Work request - Filter the entries for the string "value". Copy each line that has it.

Recorded data -
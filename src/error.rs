// error.rs
//
// Copyright (c) 2019-2024  Minnesota Department of Transportation
//
use std::fmt;

/// Static map Error types
#[non_exhaustive]
#[derive(Debug)]
pub enum Error {
    /// A numeric field is present but could not be parsed.
    InvalidNumber {
        /// Name of the field
        field: &'static str,
        /// Offending value
        value: String,
    },
    /// A required field is missing.
    MissingField(&'static str),
    /// An encoded polyline is malformed.
    InvalidPolyline(),
    /// Error while decoding JSON parameters.
    Json(serde_json::Error),
}

impl fmt::Display for Error {
    fn fmt(&self, f: &mut fmt::Formatter) -> fmt::Result {
        match self {
            Error::InvalidNumber { field, value } => {
                write!(f, "Invalid number for {}: {:?}", field, value)
            }
            Error::MissingField(field) => write!(f, "Missing field {}", field),
            Error::InvalidPolyline() => write!(f, "Invalid polyline data"),
            Error::Json(e) => write!(f, "JSON {:?}", e),
        }
    }
}

impl std::error::Error for Error {
    fn source(&self) -> Option<&(dyn std::error::Error + 'static)> {
        match self {
            Error::Json(e) => Some(e),
            _ => None,
        }
    }
}

impl From<serde_json::Error> for Error {
    fn from(e: serde_json::Error) -> Self {
        Error::Json(e)
    }
}

#[cfg(test)]
mod test {
    use super::*;

    #[test]
    fn display() {
        let e = Error::InvalidNumber {
            field: "strokeWeight",
            value: "thick".to_string(),
        };
        assert_eq!(e.to_string(), "Invalid number for strokeWeight: \"thick\"");
        assert_eq!(
            Error::MissingField("latitude").to_string(),
            "Missing field latitude"
        );
    }
}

The completed task -
        /// Offending value
        value: String,
            Error::InvalidNumber { field, value } => {
                write!(f, "Invalid number for {}: {:?}", field, value)
            value: "thick".to_string(),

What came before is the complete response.